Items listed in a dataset
□ □ □ □ □ □ □
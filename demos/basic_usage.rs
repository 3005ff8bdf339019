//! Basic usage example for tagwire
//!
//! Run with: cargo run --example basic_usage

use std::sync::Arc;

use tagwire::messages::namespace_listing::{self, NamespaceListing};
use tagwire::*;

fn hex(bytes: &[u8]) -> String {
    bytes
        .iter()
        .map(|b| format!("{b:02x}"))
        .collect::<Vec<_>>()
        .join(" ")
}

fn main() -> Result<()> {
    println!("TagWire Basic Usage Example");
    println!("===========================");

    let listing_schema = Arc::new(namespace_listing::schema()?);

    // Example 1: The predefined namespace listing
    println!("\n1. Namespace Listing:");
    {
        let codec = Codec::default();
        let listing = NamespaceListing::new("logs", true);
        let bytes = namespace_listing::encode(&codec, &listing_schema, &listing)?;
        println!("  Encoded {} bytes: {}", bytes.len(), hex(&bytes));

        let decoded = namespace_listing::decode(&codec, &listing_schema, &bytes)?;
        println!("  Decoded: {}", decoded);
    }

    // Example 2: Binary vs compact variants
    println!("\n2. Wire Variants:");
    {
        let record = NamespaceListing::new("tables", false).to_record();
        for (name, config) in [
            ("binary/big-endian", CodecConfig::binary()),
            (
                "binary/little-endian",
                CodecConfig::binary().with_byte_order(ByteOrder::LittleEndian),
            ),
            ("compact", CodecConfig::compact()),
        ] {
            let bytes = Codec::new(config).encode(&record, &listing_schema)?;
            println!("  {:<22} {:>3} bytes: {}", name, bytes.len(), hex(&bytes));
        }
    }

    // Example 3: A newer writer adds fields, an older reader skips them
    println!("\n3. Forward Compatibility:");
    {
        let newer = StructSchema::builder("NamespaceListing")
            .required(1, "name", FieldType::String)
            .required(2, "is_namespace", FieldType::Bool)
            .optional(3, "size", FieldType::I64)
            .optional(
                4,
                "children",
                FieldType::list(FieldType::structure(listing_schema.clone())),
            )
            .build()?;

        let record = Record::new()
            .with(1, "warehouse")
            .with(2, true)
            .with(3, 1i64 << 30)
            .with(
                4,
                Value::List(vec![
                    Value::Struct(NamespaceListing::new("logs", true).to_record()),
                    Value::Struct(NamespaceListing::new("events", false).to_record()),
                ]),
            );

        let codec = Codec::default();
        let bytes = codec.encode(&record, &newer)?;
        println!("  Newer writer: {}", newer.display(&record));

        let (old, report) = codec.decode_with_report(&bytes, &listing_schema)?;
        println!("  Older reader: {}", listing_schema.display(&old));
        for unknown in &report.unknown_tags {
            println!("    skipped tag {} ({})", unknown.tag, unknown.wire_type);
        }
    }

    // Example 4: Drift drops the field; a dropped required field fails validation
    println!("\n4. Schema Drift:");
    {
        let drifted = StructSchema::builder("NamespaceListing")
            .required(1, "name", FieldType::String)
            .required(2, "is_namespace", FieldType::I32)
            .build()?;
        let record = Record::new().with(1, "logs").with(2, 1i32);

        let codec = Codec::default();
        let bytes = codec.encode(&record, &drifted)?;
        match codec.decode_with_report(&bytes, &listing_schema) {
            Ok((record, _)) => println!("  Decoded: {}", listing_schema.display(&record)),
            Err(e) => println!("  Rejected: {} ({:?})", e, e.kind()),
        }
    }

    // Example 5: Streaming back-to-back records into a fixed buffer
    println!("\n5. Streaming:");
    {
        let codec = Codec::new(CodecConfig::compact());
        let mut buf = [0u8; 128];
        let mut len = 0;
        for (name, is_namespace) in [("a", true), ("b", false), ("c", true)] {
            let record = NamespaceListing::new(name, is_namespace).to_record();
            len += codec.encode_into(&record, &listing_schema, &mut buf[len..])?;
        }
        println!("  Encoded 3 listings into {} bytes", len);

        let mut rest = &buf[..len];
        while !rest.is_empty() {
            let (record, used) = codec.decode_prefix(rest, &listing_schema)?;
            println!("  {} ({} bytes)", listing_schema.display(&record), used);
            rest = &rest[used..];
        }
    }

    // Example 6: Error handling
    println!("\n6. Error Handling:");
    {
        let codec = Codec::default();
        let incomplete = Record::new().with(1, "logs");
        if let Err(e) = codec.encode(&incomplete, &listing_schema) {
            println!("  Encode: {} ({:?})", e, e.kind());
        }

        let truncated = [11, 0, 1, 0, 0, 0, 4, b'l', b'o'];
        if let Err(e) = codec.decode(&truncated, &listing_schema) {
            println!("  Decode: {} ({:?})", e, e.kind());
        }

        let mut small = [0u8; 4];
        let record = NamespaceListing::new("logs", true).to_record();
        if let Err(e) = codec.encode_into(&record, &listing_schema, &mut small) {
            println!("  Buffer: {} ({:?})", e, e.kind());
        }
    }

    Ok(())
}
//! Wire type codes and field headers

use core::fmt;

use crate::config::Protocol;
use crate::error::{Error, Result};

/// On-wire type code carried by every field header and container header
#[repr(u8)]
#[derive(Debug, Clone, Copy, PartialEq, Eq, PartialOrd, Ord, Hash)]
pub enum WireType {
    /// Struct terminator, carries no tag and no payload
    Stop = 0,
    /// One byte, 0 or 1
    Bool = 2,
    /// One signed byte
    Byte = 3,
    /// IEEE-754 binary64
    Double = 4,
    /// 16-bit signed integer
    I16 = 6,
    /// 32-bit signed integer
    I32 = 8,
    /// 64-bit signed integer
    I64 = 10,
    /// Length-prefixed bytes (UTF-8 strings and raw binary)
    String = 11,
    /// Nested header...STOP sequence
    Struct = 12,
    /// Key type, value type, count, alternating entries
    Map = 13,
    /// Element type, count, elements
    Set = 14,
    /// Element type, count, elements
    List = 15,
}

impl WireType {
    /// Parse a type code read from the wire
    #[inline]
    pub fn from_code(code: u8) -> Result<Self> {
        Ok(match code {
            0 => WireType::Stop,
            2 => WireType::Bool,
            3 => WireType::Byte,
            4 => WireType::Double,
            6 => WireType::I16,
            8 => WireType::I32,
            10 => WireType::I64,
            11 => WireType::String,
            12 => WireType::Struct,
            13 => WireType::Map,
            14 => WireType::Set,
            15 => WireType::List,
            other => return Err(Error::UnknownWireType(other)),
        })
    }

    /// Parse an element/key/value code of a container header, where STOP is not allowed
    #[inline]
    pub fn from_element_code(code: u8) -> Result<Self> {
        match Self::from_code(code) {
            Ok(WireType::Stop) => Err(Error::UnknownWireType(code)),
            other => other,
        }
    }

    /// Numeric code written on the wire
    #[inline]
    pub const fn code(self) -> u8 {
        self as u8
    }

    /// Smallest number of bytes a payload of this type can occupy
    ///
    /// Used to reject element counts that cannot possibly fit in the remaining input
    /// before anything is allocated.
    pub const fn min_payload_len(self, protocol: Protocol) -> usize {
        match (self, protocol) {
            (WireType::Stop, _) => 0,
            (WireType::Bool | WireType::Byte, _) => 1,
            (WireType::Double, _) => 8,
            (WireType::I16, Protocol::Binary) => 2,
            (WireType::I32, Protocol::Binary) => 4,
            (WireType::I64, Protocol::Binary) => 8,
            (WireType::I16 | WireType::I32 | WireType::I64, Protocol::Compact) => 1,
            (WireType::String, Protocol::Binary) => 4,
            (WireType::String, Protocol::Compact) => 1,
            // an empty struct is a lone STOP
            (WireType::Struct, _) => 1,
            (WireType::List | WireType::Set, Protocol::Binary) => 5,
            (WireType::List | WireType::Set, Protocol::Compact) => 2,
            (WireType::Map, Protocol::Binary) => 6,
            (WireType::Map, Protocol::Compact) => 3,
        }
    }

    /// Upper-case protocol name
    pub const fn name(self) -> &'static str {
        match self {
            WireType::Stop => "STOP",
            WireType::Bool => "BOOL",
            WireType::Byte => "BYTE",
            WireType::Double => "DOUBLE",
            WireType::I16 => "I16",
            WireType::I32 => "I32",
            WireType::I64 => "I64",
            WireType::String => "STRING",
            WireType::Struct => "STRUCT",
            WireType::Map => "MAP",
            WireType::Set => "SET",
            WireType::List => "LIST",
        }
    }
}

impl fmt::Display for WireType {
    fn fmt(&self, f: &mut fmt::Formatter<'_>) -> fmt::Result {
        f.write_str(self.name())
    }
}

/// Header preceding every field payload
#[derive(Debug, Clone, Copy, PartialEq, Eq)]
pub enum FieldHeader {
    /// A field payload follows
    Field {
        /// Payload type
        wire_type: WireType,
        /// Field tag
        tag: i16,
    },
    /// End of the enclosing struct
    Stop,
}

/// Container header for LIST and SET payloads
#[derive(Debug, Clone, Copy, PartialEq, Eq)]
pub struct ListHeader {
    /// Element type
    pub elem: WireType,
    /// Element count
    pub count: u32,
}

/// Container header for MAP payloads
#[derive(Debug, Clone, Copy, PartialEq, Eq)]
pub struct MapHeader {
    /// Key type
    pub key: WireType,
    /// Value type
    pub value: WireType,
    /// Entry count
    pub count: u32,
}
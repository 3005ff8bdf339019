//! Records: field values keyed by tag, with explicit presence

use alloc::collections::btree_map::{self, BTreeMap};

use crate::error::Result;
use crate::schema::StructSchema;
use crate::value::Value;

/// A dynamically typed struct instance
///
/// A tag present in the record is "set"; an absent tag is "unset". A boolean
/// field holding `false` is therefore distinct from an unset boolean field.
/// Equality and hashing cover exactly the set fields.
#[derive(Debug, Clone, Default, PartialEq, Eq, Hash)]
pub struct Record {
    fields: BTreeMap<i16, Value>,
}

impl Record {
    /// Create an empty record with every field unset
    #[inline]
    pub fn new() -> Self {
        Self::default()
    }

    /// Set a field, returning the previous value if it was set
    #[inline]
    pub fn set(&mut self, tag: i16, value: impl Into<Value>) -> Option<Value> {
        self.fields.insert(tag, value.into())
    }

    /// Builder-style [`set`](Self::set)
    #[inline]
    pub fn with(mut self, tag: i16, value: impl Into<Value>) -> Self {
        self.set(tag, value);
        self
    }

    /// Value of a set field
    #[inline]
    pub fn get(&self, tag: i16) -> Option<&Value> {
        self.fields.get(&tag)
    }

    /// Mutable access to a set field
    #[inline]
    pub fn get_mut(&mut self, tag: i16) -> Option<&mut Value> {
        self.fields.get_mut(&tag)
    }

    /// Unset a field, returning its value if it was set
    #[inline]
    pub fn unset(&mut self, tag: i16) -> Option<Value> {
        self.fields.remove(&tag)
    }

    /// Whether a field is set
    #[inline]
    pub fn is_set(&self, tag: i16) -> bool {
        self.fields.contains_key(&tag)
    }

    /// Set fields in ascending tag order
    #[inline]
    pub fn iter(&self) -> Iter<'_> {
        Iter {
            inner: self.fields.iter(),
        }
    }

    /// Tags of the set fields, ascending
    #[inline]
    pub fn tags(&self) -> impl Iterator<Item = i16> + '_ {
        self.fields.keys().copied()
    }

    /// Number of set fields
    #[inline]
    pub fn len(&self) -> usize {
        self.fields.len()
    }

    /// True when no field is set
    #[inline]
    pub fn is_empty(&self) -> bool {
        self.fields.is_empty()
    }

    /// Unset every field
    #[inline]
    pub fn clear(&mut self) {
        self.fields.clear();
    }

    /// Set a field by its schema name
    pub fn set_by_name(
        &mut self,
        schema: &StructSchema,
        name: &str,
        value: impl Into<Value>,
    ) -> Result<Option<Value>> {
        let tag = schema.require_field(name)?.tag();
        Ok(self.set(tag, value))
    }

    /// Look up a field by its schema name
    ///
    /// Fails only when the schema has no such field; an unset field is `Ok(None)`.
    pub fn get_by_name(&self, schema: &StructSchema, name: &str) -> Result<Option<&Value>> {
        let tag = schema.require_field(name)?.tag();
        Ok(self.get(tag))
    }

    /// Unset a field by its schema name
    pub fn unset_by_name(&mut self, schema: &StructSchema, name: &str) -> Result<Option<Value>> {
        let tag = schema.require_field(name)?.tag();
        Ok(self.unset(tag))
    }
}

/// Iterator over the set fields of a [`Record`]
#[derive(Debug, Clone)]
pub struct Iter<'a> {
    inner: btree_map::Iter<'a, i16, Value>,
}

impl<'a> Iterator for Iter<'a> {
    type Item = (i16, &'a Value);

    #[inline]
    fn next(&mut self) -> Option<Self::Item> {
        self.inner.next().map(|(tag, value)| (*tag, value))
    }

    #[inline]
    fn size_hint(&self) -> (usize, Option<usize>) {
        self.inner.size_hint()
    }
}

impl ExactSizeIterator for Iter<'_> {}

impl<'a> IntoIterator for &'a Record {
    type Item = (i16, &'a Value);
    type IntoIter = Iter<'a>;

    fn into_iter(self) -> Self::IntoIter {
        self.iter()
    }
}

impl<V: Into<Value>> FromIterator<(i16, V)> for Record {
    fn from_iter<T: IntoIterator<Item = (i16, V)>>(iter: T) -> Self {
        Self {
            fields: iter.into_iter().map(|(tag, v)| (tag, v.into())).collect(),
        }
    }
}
□ □ □ □ □ □ □
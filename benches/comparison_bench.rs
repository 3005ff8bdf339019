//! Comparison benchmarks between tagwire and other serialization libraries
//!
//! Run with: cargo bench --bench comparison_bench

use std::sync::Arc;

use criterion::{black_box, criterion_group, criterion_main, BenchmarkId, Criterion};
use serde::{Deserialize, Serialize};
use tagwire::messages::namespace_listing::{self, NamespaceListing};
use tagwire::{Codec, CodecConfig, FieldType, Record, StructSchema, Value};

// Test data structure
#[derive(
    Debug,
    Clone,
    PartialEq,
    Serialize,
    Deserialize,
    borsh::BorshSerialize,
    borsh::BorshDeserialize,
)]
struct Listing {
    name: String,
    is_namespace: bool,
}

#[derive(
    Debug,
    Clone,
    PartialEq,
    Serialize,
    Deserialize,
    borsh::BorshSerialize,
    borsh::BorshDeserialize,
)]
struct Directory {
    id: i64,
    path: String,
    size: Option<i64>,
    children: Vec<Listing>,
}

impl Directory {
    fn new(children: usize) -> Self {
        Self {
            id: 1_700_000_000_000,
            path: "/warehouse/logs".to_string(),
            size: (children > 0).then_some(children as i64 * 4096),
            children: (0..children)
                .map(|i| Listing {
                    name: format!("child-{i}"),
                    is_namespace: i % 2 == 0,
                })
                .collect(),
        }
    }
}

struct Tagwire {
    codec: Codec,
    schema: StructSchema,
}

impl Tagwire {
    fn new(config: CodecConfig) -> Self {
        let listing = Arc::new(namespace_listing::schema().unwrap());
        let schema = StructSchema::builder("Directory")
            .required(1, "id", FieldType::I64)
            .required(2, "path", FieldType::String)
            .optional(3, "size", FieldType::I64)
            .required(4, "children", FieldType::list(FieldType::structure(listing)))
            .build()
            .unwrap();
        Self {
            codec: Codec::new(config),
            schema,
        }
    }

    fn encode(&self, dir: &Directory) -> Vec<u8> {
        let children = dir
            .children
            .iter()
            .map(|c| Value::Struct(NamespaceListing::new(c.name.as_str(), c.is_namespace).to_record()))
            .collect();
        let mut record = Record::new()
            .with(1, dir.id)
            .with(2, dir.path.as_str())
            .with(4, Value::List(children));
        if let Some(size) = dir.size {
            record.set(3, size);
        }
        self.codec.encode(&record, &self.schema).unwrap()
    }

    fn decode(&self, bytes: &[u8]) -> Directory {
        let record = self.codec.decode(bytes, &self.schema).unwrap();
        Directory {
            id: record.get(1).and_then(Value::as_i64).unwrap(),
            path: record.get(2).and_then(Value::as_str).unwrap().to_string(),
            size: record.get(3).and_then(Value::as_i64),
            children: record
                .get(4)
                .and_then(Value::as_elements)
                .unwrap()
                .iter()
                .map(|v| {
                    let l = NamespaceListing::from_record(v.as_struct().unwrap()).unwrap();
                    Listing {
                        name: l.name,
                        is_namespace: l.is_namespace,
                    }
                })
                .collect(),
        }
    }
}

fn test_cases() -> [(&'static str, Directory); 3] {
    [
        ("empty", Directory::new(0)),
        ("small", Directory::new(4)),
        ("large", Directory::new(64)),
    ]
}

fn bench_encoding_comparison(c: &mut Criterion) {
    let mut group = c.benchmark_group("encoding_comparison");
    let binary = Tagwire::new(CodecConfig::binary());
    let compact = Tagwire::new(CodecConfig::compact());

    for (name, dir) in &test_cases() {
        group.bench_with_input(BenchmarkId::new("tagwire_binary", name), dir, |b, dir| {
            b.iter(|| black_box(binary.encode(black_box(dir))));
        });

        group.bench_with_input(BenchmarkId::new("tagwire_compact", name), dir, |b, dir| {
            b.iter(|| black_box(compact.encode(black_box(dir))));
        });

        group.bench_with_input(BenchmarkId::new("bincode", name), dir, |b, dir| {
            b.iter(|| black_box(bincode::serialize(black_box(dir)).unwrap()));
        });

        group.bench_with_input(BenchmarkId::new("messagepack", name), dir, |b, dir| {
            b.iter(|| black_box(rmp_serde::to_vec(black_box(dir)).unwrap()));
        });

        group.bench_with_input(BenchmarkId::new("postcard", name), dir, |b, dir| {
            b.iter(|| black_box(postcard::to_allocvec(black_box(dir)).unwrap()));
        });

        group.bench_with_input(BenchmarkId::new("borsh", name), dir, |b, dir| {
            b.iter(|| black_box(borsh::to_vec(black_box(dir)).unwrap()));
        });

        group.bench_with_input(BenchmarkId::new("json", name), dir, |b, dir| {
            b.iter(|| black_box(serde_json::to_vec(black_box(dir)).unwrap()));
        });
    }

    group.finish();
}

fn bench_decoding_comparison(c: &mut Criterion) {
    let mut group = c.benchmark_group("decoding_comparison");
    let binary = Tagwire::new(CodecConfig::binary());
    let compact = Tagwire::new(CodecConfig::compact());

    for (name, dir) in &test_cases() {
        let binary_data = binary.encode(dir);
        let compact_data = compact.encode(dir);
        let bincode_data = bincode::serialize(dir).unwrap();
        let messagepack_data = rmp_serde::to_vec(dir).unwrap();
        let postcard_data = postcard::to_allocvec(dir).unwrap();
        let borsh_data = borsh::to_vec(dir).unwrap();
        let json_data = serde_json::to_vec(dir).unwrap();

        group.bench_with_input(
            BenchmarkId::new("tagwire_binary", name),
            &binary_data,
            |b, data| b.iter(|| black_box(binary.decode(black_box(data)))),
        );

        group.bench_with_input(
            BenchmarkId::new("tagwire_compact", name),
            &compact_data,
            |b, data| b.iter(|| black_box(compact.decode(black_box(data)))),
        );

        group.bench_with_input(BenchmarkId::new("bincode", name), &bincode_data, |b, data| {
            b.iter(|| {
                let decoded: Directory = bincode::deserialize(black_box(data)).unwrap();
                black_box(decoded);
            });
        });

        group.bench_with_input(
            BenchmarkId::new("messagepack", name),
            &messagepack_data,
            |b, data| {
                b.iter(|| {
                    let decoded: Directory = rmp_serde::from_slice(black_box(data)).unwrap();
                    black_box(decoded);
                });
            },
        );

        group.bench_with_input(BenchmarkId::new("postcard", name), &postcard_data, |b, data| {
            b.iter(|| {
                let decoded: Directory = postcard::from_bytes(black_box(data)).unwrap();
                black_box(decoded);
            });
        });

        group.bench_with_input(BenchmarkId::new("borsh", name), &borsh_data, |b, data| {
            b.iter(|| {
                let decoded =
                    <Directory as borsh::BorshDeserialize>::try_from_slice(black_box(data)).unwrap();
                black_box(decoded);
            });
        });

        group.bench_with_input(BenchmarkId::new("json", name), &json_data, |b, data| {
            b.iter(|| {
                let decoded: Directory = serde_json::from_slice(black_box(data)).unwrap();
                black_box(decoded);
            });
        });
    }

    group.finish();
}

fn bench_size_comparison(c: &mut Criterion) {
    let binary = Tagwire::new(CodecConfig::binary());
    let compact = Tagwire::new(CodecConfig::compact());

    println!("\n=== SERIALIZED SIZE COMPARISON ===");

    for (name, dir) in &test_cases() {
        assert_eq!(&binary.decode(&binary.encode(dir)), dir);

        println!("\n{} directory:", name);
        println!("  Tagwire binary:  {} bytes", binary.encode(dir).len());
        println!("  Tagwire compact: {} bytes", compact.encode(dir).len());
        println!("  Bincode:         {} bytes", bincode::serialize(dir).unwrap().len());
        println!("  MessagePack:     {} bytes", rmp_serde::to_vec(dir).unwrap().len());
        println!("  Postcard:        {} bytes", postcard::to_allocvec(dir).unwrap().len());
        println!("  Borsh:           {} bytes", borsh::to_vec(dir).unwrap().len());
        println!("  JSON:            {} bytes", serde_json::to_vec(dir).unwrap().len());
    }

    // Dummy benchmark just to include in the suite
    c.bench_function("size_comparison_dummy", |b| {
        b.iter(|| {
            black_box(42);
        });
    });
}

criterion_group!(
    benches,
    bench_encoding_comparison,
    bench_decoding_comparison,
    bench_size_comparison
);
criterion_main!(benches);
□ □ □ □ □ □ □
• WHAT TO DO
Given the records above, restate word for word only the lines starting at the one with "Iterator over the" and ending at the one with "fn next(&mut self)".

• EXERCISE RESPONSE
/// Iterator over the set fields of a [`Record`]
#[derive(Debug, Clone)]
pub struct Iter<'a> {
    inner: btree_map::Iter<'a, i16, Value>,
}

impl<'a> Iterator for Iter<'a> {
    type Item = (i16, &'a Value);

    #[inline]
    fn next(&mut self) -> Option<Self::Item> {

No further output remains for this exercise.